• histone deacetylase inhibitor;
  • proliferation;
  • epithelial–mesenchymal transition (EMT);
  • retinal pigment epithelium (RPE) cells;
  • proliferative vitreoretinopathy (PVR)


The proliferation and epithelial–mesenchymal transition (EMT) of retinal pigment epithelium (RPE) cells are the major pathological changes in development of proliferative vitreoretinopathy (PVR), which leads to severe visual impairment. Histone deacetylases (HDACs)-mediated epigenetic mechanisms play important roles in controlling various physiological and pathological events. However, whether HDACs are involved in the regulation of proliferation and EMT in PRE cells remains unidentified. In this study, we evaluated the expression profile of HDAC family (18 genes) and found that some of class I and class II HDACs were up-regulated in transforming growth factor-β2 (TGF-β2)/TGF-β1-stimulated RPE cells.
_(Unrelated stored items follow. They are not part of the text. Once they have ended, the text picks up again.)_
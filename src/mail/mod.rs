// Mail agent
// Turns a plain-language instruction into an email via one tool call, then sends it through Gmail

#[cfg(test)]
mod tests;

use base64::Engine;
use base64::engine::general_purpose::{STANDARD, URL_SAFE};
use serde::Deserialize;
use serde_json::json;
use std::time::Duration;
use tracing::{debug, error, info, warn};
use url::Url;

use crate::chat::{ChatMessage, ModelTurn, ToolCallingModel, ToolDefinition};
use crate::config::MailConfig;
use crate::provider::{ProviderError, build_agent, parse_base_url};
use crate::{ChatError, Result};

pub const SEND_EMAIL_TOOL: &str = "send_email";

/// The only tool offered to the model
#[inline]
pub fn send_email_tool() -> ToolDefinition {
    ToolDefinition::function(
        SEND_EMAIL_TOOL,
        "Send a plain-text email from the user's Gmail account",
        json!({
            "type": "object",
            "properties": {
                "to": { "type": "string", "description": "Recipient email address" },
                "subject": { "type": "string", "description": "Subject line" },
                "body": { "type": "string", "description": "Plain-text message body" }
            },
            "required": ["to", "subject", "body"]
        }),
    )
}

/// A message the model asked to send
#[derive(Debug, Clone, PartialEq, Eq, Deserialize)]
pub struct EmailDraft {
    pub to: String,
    pub subject: String,
    pub body: String,
}

impl EmailDraft {
    /// Reject drafts that would produce a malformed or injected header
    #[inline]
    pub fn validate(&self) -> Result<()> {
        let to = self.to.trim();
        if to.is_empty() || !to.contains('@') || to.contains(char::is_whitespace) {
            return Err(ChatError::Mail(format!("invalid recipient {:?}", self.to)));
        }
        if self.subject.contains(['\r', '\n']) {
            return Err(ChatError::Mail("subject cannot span lines".to_string()));
        }
        Ok(())
    }

    /// RFC 2822 message text; non-ASCII subjects are RFC 2047 encoded
    #[inline]
    pub fn to_rfc2822(&self) -> String {
        let subject = if self.subject.is_ascii() {
            self.subject.clone()
        } else {
            format!("=?UTF-8?B?{}?=", STANDARD.encode(self.subject.as_bytes()))
        };
        let body = self.body.replace("\r\n", "\n").replace('\n', "\r\n");

        format!(
            "To: {}\r\nSubject: {}\r\nMIME-Version: 1.0\r\nContent-Type: text/plain; charset=\"UTF-8\"\r\n\r\n{}",
            self.to.trim(),
            subject,
            body
        )
    }
}

/// Gmail's answer to a successful send
#[derive(Debug, Clone, PartialEq, Eq, Deserialize)]
#[serde(rename_all = "camelCase")]
pub struct SentMessage {
    pub id: String,
    #[serde(default)]
    pub thread_id: Option<String>,
}

#[derive(Debug, Clone)]
pub struct GmailClient {
    api_base: Url,
    token: String,
    agent: ureq::Agent,
}

impl GmailClient {
    /// Create a client, reading the access token from the environment
    #[inline]
    pub fn new(config: &MailConfig) -> std::result::Result<Self, ProviderError> {
        let token = config.token()?;
        Self::with_token(config, token)
    }

    #[inline]
    pub fn with_token(
        config: &MailConfig,
        token: impl Into<String>,
    ) -> std::result::Result<Self, ProviderError> {
        Ok(Self {
            api_base: parse_base_url(&config.api_base)?,
            token: token.into(),
            agent: build_agent(Some(Duration::from_secs(config.request_timeout_secs))),
        })
    }

    /// Send one draft as the authenticated user
    #[inline]
    pub fn send(&self, draft: &EmailDraft) -> std::result::Result<SentMessage, ProviderError> {
        let url = self
            .api_base
            .join("users/me/messages/send")
            .map_err(|e| ProviderError::InvalidResponse(format!("invalid endpoint: {}", e)))?;
        let body = json!({ "raw": URL_SAFE.encode(draft.to_rfc2822().as_bytes()) });

        debug!("POST {}", url);
        let response_text = self
            .agent
            .post(url.as_str())
            .header("Authorization", format!("Bearer {}", self.token))
            .header("Content-Type", "application/json")
            .send(&body.to_string())
            .and_then(|mut resp| resp.body_mut().read_to_string())
            .map_err(|e| {
                error!("Gmail send failed: {}", e);
                ProviderError::from(e)
            })?;

        serde_json::from_str(&response_text)
            .map_err(|e| ProviderError::InvalidResponse(format!("{}: {}", url.path(), e)))
    }

    /// Send every draft in order, stopping at the first failure
    #[inline]
    pub fn send_all(&self, drafts: &[EmailDraft]) -> Result<Vec<SentMessage>> {
        drafts
            .iter()
            .map(|draft| {
                let sent = self.send(draft)?;
                info!("Sent email to {} (id {})", draft.to, sent.id);
                Ok(sent)
            })
            .collect()
    }
}

/// What the model decided to do with an instruction
#[derive(Debug, Clone, PartialEq, Eq)]
pub enum MailPlan {
    /// The model answered in text instead of sending anything
    Reply(String),
    Send(Vec<EmailDraft>),
}

/// Single-purpose agent: one model request offering `send_email`, then the
/// requested sends. No further model turns.
#[derive(Debug)]
pub struct MailAgent<M> {
    model: M,
    system_prompt: String,
}

impl<M: ToolCallingModel> MailAgent<M> {
    #[inline]
    pub fn new(model: M, system_prompt: impl Into<String>) -> Self {
        Self {
            model,
            system_prompt: system_prompt.into(),
        }
    }

    /// Ask the model how to carry out the instruction
    #[inline]
    pub fn plan(&self, instruction: &str) -> Result<MailPlan> {
        let messages = [
            ChatMessage::system(self.system_prompt.clone()),
            ChatMessage::user(instruction),
        ];

        match self
            .model
            .complete_with_tools(&messages, &[send_email_tool()])?
        {
            ModelTurn::Reply(text) => Ok(MailPlan::Reply(text)),
            ModelTurn::ToolCalls(calls) => {
                let drafts = calls
                    .iter()
                    .map(|call| {
                        if call.name != SEND_EMAIL_TOOL {
                            warn!("Model requested unknown tool {}", call.name);
                            return Err(ChatError::Provider(ProviderError::InvalidResponse(
                                format!("unknown tool {}", call.name),
                            )));
                        }
                        let draft: EmailDraft = call.parse_arguments()?;
                        draft.validate()?;
                        Ok(draft)
                    })
                    .collect::<Result<Vec<_>>>()?;
                info!("Model drafted {} emails", drafts.len());
                Ok(MailPlan::Send(drafts))
            }
        }
    }
}
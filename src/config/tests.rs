use super::*;
use std::fs;
use tempfile::TempDir;

#[test]
fn invalid_toml_handling() {
    let invalid_toml = r#"
        [provider
        chat_model = "gpt-4o-mini"
    "#;

    let result: Result<Config, toml::de::Error> = toml::from_str(invalid_toml);
    assert!(result.is_err());
}

#[test]
fn wrong_field_type_is_rejected() {
    let invalid_toml = r#"
        [retrieval]
        top_k = "four"
    "#;

    let result: Result<Config, toml::de::Error> = toml::from_str(invalid_toml);
    assert!(result.is_err());
}

#[test]
fn complete_valid_config() {
    let valid_toml = r#"
        [provider]
        base_url = "http://localhost:8080/v1"
        api_key_env = "LOCAL_KEY"
        chat_model = "llama3"
        embedding_model = "nomic-embed-text"
        temperature = 0.2
        batch_size = 16
        timeout_secs = 90

        [chunking]
        chunk_size = 2000
        chunk_overlap = 200

        [retrieval]
        top_k = 3
        index_name = "papers"

        [notes]
        database_id = "0123abcd"
        index_name = "my_notes"

        [tutor]
        system_prompt = "You are a patient chemistry tutor."
    "#;

    let config: Config = toml::from_str(valid_toml).expect("should parse toml successfully");
    assert_eq!(config.provider.base_url, "http://localhost:8080/v1");
    assert_eq!(config.provider.api_key_env, "LOCAL_KEY");
    assert_eq!(config.provider.batch_size, 16);
    assert_eq!(config.provider.timeout_secs, Some(90));
    assert_eq!(
        config.chunking,
        ChunkingConfig {
            chunk_size: 2000,
            chunk_overlap: 200
        }
    );
    assert_eq!(config.retrieval.index_name, "papers");
    assert_eq!(config.notes.database_id.as_deref(), Some("0123abcd"));
    assert_eq!(config.notes.token_env, "NOTION_TOKEN");
    assert_eq!(config.tutor.system_prompt, "You are a patient chemistry tutor.");
    assert!(config.validate().is_ok());
}

#[test]
fn saved_file_is_readable_toml() {
    let temp_dir = TempDir::new().expect("should create TempDir successfully");
    let config_dir = temp_dir.path().join("pdf-chat");

    Config::with_base_dir(&config_dir)
        .save()
        .expect("config should save");

    let content = fs::read_to_string(config_dir.join("config.toml"))
        .expect("should read from config path successfully");
    assert!(content.contains("[provider]"));
    assert!(content.contains("[retrieval]"));
    assert!(!content.contains("base_dir"));
}

#[test]
fn error_display_messages() {
    let errors = vec![
        ConfigError::InvalidUrl("invalid-url".to_string()),
        ConfigError::InvalidBatchSize(0),
        ConfigError::InvalidModel(String::new()),
        ConfigError::InvalidTopK(0),
        ConfigError::OverlapTooLarge(10, 5),
        ConfigError::MissingDatabaseId("NOTION_DATABASE_ID".to_string()),
    ];

    for error in errors {
        let message = format!("{error}");
        assert!(message.len() > 10);
    }
}
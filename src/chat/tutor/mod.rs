#[cfg(test)]
mod tests;

use tracing::debug;

use super::{ChatMessage, ChatModel, Transcript};
use crate::Result;

/// Multi-turn conversational bot with a fixed system persona
#[derive(Debug)]
pub struct Tutor<M> {
    model: M,
    persona: String,
    transcript: Transcript,
}

impl<M: ChatModel> Tutor<M> {
    #[inline]
    pub fn new(model: M, persona: impl Into<String>) -> Self {
        Self {
            model,
            persona: persona.into(),
            transcript: Transcript::new(),
        }
    }

    /// Send one user message with the whole conversation so far
    #[inline]
    pub fn send(&mut self, message: &str) -> Result<String> {
        let mut messages = Vec::with_capacity(self.transcript.len() + 2);
        messages.push(ChatMessage::system(self.persona.clone()));
        messages.extend(self.transcript.to_messages());
        messages.push(ChatMessage::user(message));

        debug!("Sending tutor turn with {} messages", messages.len());
        let reply = self.model.complete(&messages)?;

        self.transcript.push_exchange(message, reply.clone());
        Ok(reply)
    }

    /// Forget the conversation; the persona stays
    #[inline]
    pub fn reset(&mut self) {
        self.transcript.clear();
    }

    #[inline]
    pub fn transcript(&self) -> &Transcript {
        &self.transcript
    }

    #[inline]
    pub fn persona(&self) -> &str {
        &self.persona
    }
}
#[cfg(test)]
mod tests;

use itertools::Itertools;
use tracing::debug;

use super::RankedPassage;
use crate::Result;
use crate::chat::{ChatModel, PromptTemplate};

/// Fill `template` with the passages as `{context}` and the question as `{input}`
#[inline]
pub fn compose_prompt(
    template: &PromptTemplate,
    passages: &[RankedPassage],
    question: &str,
) -> Result<String> {
    let context = passages.iter().map(|p| p.text.as_str()).join("\n\n");
    template.fill(&[("context", context.as_str()), ("input", question)])
}

/// Turns retrieved passages and a question into the model's answer
pub struct AnswerComposer<'a, M> {
    model: &'a M,
    template: &'a PromptTemplate,
}

impl<'a, M: ChatModel> AnswerComposer<'a, M> {
    #[inline]
    pub const fn new(model: &'a M, template: &'a PromptTemplate) -> Self {
        Self { model, template }
    }

    #[inline]
    pub fn answer(&self, passages: &[RankedPassage], question: &str) -> Result<String> {
        let prompt = compose_prompt(self.template, passages, question)?;
        debug!(
            "Sending prompt of {} chars built from {} passages",
            prompt.chars().count(),
            passages.len()
        );
        Ok(self.model.complete_prompt(&prompt)?)
    }
}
Tricostatin A (TSA), a class I and II HDAC inhibitor, suppressed the proliferation of RPE cells by G1 phase cell cycle arrest through inhibition of cyclin/CDK/p-Rb and induction of p21 and p27. In the meantime, TSA strongly prevented TGF-β2–induced morphological changes and the up-regulation of α-SMA, collagen type I, collagen type IV, fibronectin, Snail and Slug. We also demonstrated that TSA affected not only the canonical Smad signalling pathway but also the non-canonical TGF-β/Akt, MAPK and ERK1/2 pathways. Finally, we found that the underlying mechanism of TSA affects EMT in RPE cells also through down-regulating the Jagged/Notch signalling pathway. Therefore, this study may provide a new insight into the pathogenesis of PVR, and suggests that epigenetic treatment with HDAC inhibitors may have therapeutic value in the prevention and treatment of PVR.